OKLAHOMA CITY — Legislation that state Superintendent Joy Hofmeister says is necessary to end “a culture of overtesting” for Oklahoma’s public schools passed the House of Representatives 95-1 on Monday.
House Bill 3218, by Speaker Jeff Hickman, R-Fairview, would eliminate the state’s existing end-of-instruction tests for high school students and would reduce testing in the lower grades.
Under HB 3218, high school students would be given a single comprehensive assessment covering the state’s academic standards and a college readiness exam such as the ACT or SAT in the spring of their sophomore years.
Hofmeister said the results would be used to identify students’ strengths and weaknesses and plan their coursework for the final two years of high school.
“This opens up opportunities for better assessments that have greater value for parents and students,” Hofmeister said.
She said an emphasis on testing and accountability over the past decade has caused teachers to focus on the short term instead of on real learning and has not produced the desired results.

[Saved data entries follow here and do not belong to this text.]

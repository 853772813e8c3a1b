use crate::encoding::{sanitize, REFERENCE_IRRADIANCE};

/// Smallest marker size on the map.
pub const MIN_SIZE: f64 = 24.0;
/// Largest marker size on the map.
pub const MAX_SIZE: f64 = 48.0;
/// Share of [`REFERENCE_IRRADIANCE`] past which the magnitude stops growing.
pub const SATURATION_RATIO: f64 = 0.7;

/// Maps an irradiance value (W/m²) to a continuous marker magnitude.
///
/// Computes `min(value / 1000, 0.7) * (MAX_SIZE - MIN_SIZE)`, so the result is
/// monotonic non-decreasing and never exceeds `0.7 * 24 = 16.8`. Negative and NaN
/// input is treated as 0.
///
/// # Examples
///
/// ```
/// use solarnet::visual_magnitude;
///
/// assert_eq!(visual_magnitude(0.0), 0.0);
/// assert!((visual_magnitude(500.0) - 12.0).abs() < 1e-9);
/// assert!((visual_magnitude(2000.0) - 16.8).abs() < 1e-9);
/// ```
pub fn visual_magnitude(value: f64) -> f64 {
    let ratio = (sanitize(value) / REFERENCE_IRRADIANCE).min(SATURATION_RATIO);
    ratio * (MAX_SIZE - MIN_SIZE)
}
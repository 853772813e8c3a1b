pub mod build_graph;
pub mod edge_set;
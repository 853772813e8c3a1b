use serde::{Deserialize, Serialize};

/// One hour of a site's daily curve, ready for the chart widget.
#[derive(Debug, Clone, Copy, PartialEq, Serialize, Deserialize)]
#[serde(rename_all = "camelCase")]
pub struct ChartRecord {
    /// Hour index, `0..=23`.
    pub hour: u8,
    /// Irradiance in W/m², never negative.
    pub irradiance: f64,
    /// Whether this is the hour the time control points at.
    pub is_current_hour: bool,
}

/// Peak and total of one site's 24-hour series.
#[derive(Debug, Clone, Copy, PartialEq, Serialize)]
#[serde(rename_all = "camelCase")]
pub struct SeriesSummary {
    /// Index of the highest sample; the earliest one on ties.
    pub peak_hour: u8,
    /// Highest sample in W/m².
    pub peak: f64,
    /// Sum of the hourly means, in Wh/m².
    pub insolation_wh_m2: f64,
}
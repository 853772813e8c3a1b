use std::time::Duration;
use thiserror::Error;

#[derive(Debug, Error)]
pub enum FetchError {
    #[error("Failed to build HTTP client")]
    ClientBuild(#[source] reqwest::Error),

    #[error("Network request failed for {0}")]
    NetworkRequest(String, #[source] reqwest::Error),

    #[error("HTTP request failed for {url} with status {status}")]
    HttpStatus {
        url: String,
        status: reqwest::StatusCode,
        #[source]
        source: reqwest::Error,
    },

    #[error("Failed to decode irradiance payload from {0}")]
    Decode(String, #[source] reqwest::Error),

    #[error("Payload for site '{site}' has no '{variable}' series")]
    MissingVariable { site: String, variable: String },

    #[error("Payload for site '{site}' has {times} timestamps but {values} values")]
    LengthMismatch {
        site: String,
        times: usize,
        values: usize,
    },

    #[error("Got {found} hourly values for site '{site}', need at least {expected}")]
    ShortSeries {
        site: String,
        expected: usize,
        found: usize,
    },

    #[error("Request for site '{site}' timed out after {timeout:?}")]
    Timeout { site: String, timeout: Duration },
}
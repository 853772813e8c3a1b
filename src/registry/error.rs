use std::path::PathBuf;
use thiserror::Error;

#[derive(Debug, Error)]
pub enum RegistryError {
    #[error("Site '{0}' is defined more than once")]
    DuplicateSite(String),

    #[error("Site at position {0} has an empty name")]
    EmptyName(usize),

    #[error("Site '{name}' has invalid coordinates ({lat}, {lon})")]
    InvalidCoordinates { name: String, lat: f64, lon: f64 },

    #[error("Failed to read site registry file '{0}'")]
    Read(PathBuf, #[source] std::io::Error),

    #[error("Failed to parse site registry JSON")]
    JsonParse(#[from] serde_json::Error),
}
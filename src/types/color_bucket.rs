//! Defines the `ColorBucket` enum, the five discrete intensity classes used to color
//! site markers on the map.

use serde::{Deserialize, Serialize};
use std::fmt;

/// One of five visual intensity classes derived from an irradiance value.
///
/// Buckets run from dark (`B0`) to red (`B4`). Use [`crate::color_bucket`] to
/// classify a value.
///
/// The legend labels are 200 W/m² wide, while the classification thresholds sit at
/// 200/300/400/500 W/m². The two do not line up, and both are kept exactly as the
/// dashboard has always shown them.
#[derive(Debug, Clone, Copy, PartialEq, Eq, PartialOrd, Ord, Hash, Serialize, Deserialize)]
pub enum ColorBucket {
    /// Lowest intensity, legend `0–200`.
    B0 = 0,
    /// Legend `200–400`.
    B1 = 1,
    /// Legend `400–600`.
    B2 = 2,
    /// Legend `600–800`.
    B3 = 3,
    /// Highest intensity, legend `800–1000`.
    B4 = 4,
}

impl ColorBucket {
    /// All buckets in ascending order of intensity.
    pub const ALL: [ColorBucket; 5] = [
        ColorBucket::B0,
        ColorBucket::B1,
        ColorBucket::B2,
        ColorBucket::B3,
        ColorBucket::B4,
    ];

    /// Zero-based position on the ramp.
    pub fn index(self) -> usize {
        self as usize
    }

    /// Hex color of the bucket on the dark-to-red ramp.
    ///
    /// # Examples
    ///
    /// ```
    /// use solarnet::ColorBucket;
    ///
    /// assert_eq!(ColorBucket::B4.color(), "#d7191c");
    /// ```
    pub fn color(self) -> &'static str {
        match self {
            ColorBucket::B0 => "#1a1a2e",
            ColorBucket::B1 => "#4a1c40",
            ColorBucket::B2 => "#7d1f3f",
            ColorBucket::B3 => "#b01e2f",
            ColorBucket::B4 => "#d7191c",
        }
    }

    /// Label shown in the map legend, in W/m².
    pub fn legend_label(self) -> &'static str {
        match self {
            ColorBucket::B0 => "0–200",
            ColorBucket::B1 => "200–400",
            ColorBucket::B2 => "400–600",
            ColorBucket::B3 => "600–800",
            ColorBucket::B4 => "800–1000",
        }
    }
}

impl fmt::Display for ColorBucket {
    fn fmt(&self, f: &mut fmt::Formatter<'_>) -> fmt::Result {
        write!(f, "B{}", self.index())
    }
}
use crate::irradiance::error::FetchError;
use crate::types::series::RollingWindow;
use crate::types::site::{LatLon, Site};
use chrono::{DateTime, Duration, NaiveDate, Utc};
use std::future::Future;

/// What the aggregator asks the provider for: one site's hourly values between two
/// UTC calendar dates (inclusive).
#[derive(Debug, Clone, PartialEq)]
pub struct SeriesRequest {
    /// Name of the site, used for logging and error reporting.
    pub site: String,
    /// Coordinates sent to the provider.
    pub location: LatLon,
    /// First UTC date to fetch.
    pub start_date: NaiveDate,
    /// Last UTC date to fetch, inclusive.
    pub end_date: NaiveDate,
}

impl SeriesRequest {
    /// Request covering every UTC date `window` touches.
    pub fn for_site(site: &Site, window: &RollingWindow) -> Self {
        Self {
            site: site.name.clone(),
            location: site.location(),
            start_date: window.start_date(),
            end_date: window.end_date(),
        }
    }
}

/// One hourly irradiance value (W/m²) and the UTC start of the hour it belongs to.
#[derive(Debug, Clone, Copy, PartialEq)]
pub struct HourlySample {
    /// Start of the hour.
    pub time: DateTime<Utc>,
    /// Irradiance in W/m².
    pub value: f64,
}

impl HourlySample {
    /// Whether the hour this sample covers has fully elapsed at `now`.
    ///
    /// # Examples
    ///
    /// ```
    /// use chrono::{TimeZone, Utc};
    /// use solarnet::HourlySample;
    ///
    /// let sample = HourlySample {
    ///     time: Utc.with_ymd_and_hms(2024, 6, 21, 13, 0, 0).unwrap(),
    ///     value: 610.0,
    /// };
    /// assert!(sample.is_complete_at(Utc.with_ymd_and_hms(2024, 6, 21, 14, 0, 0).unwrap()));
    /// assert!(!sample.is_complete_at(Utc.with_ymd_and_hms(2024, 6, 21, 13, 59, 0).unwrap()));
    /// ```
    pub fn is_complete_at(&self, now: DateTime<Utc>) -> bool {
        self.time + Duration::hours(1) <= now
    }
}

/// Source of hourly irradiance series.
///
/// Implementations return every hourly sample they have for the requested dates,
/// including hours that have not happened yet. Dropping those, trimming to the last
/// 24 and failure handling are left to [`crate::fetch_all`].
pub trait IrradianceProvider {
    fn hourly_irradiance(
        &self,
        request: &SeriesRequest,
    ) -> impl Future<Output = Result<Vec<HourlySample>, FetchError>> + Send;
}
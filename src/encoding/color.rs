use crate::encoding::{sanitize, REFERENCE_IRRADIANCE};
use crate::types::color_bucket::ColorBucket;
use serde::Serialize;

/// Upper bounds (exclusive) of `value / 1000` for each bucket, checked in order.
/// Anything at or above the last bound is [`ColorBucket::B4`].
pub const BUCKET_THRESHOLDS: [(f64, ColorBucket); 4] = [
    (0.2, ColorBucket::B0),
    (0.3, ColorBucket::B1),
    (0.4, ColorBucket::B2),
    (0.5, ColorBucket::B3),
];

/// Classifies an irradiance value (W/m²) into one of five color buckets.
///
/// Negative and NaN input is treated as 0.
///
/// # Examples
///
/// ```
/// use solarnet::{color_bucket, ColorBucket};
///
/// assert_eq!(color_bucket(150.0), ColorBucket::B0);
/// assert_eq!(color_bucket(250.0), ColorBucket::B1);
/// assert_eq!(color_bucket(999.0), ColorBucket::B4);
/// ```
pub fn color_bucket(value: f64) -> ColorBucket {
    let ratio = sanitize(value) / REFERENCE_IRRADIANCE;
    BUCKET_THRESHOLDS
        .iter()
        .find(|(bound, _)| ratio < *bound)
        .map(|&(_, bucket)| bucket)
        .unwrap_or(ColorBucket::B4)
}

/// One row of the map legend.
#[derive(Debug, Clone, Copy, PartialEq, Eq, Serialize)]
pub struct LegendEntry {
    pub bucket: ColorBucket,
    pub color: &'static str,
    pub label: &'static str,
}

/// The legend rows, lowest bucket first.
pub fn legend() -> [LegendEntry; 5] {
    ColorBucket::ALL.map(|bucket| LegendEntry {
        bucket,
        color: bucket.color(),
        label: bucket.legend_label(),
    })
}
//! Undirected connections between sites, as drawn on the map.

use serde::Serialize;
use std::fmt;

/// Order-insensitive identity of an edge: the two site names, sorted.
///
/// # Examples
///
/// ```
/// use solarnet::EdgeId;
///
/// assert_eq!(EdgeId::new("Utrecht", "Arnhem"), EdgeId::new("Arnhem", "Utrecht"));
/// assert_eq!(EdgeId::new("Utrecht", "Arnhem").to_string(), "Arnhem-Utrecht");
/// ```
#[derive(Debug, Clone, PartialEq, Eq, PartialOrd, Ord, Hash, Serialize)]
pub struct EdgeId {
    low: String,
    high: String,
}

impl EdgeId {
    /// Builds the identity of the edge between `a` and `b`, in either order.
    pub fn new(a: &str, b: &str) -> Self {
        let (low, high) = if a <= b { (a, b) } else { (b, a) };
        Self {
            low: low.to_string(),
            high: high.to_string(),
        }
    }

    /// The lexicographically smaller endpoint.
    pub fn low(&self) -> &str {
        &self.low
    }

    /// The lexicographically larger endpoint.
    pub fn high(&self) -> &str {
        &self.high
    }
}

/// Human-readable `low-high` label. Not unique when site names contain `-`:
/// `{"A-B", "C"}` and `{"A", "B-C"}` both read `A-B-C`. Compare `EdgeId`s, or use
/// [`EdgeId::low`] and [`EdgeId::high`], when identity matters.
impl fmt::Display for EdgeId {
    fn fmt(&self, f: &mut fmt::Formatter<'_>) -> fmt::Result {
        write!(f, "{}-{}", self.low, self.high)
    }
}

/// A line between two sites.
///
/// `a` is the site whose neighbor list produced the edge first, `b` the neighbor.
/// `geometry` holds `(lon, lat)` pairs for `a` then `b`.
#[derive(Debug, Clone, PartialEq, Serialize)]
pub struct Edge {
    /// Order-insensitive identity of the pair.
    pub id: EdgeId,
    /// Site whose neighbor list declared the edge first.
    pub a: String,
    /// The neighbor named by `a`.
    pub b: String,
    /// `(lon, lat)` of `a`, then of `b`.
    pub geometry: [(f64, f64); 2],
    /// Great-circle length in kilometers.
    pub length_km: f64,
}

Remediation rates, especially in math, and college-entrance exam scores have been mostly unchanged, she said.
The legislation would require one English and one math test in each grade from 3 to 8; two science tests, one in grades 3-5 and one in grades 6-9; and the comprehensive high school test covering English, math, science and U.S. history.
“This bill will result in more classroom time for our teachers to teach and students to learn,” said Hickman. “It balances classroom time with accountability to ensure the billions of dollars Oklahoma taxpayers invest each year in our public schools is being used to improve the quality of education for our children.”
The bill, which was introduced Thursday, now goes to the Senate.
Aside from HB 3218 and a few other measures, the House largely marked time on Monday, awaiting an elusive budget agreement as Friday’s mandatory adjournment looms.
SB 1602 would have eliminated most education and experience requirements for directors of the Department of Corrections and the Office of Juvenile Affairs.
Neither of those agencies’ acting directors meets the current requirements, and Rep. Pat Ownbey, who carried the bill, argued that previous directors who did have the necessary credentials “did a lousy job running those departments.”
HB 3220, one of the late revenue bills introduced in recent days, would have allowed the courts to keep 15 percent of the fees they collect for other areas of government, including sheriff’s offices and district attorneys.
The bill also would have added $25 to the cost of a divorce filing and raised two other fees by $5 each.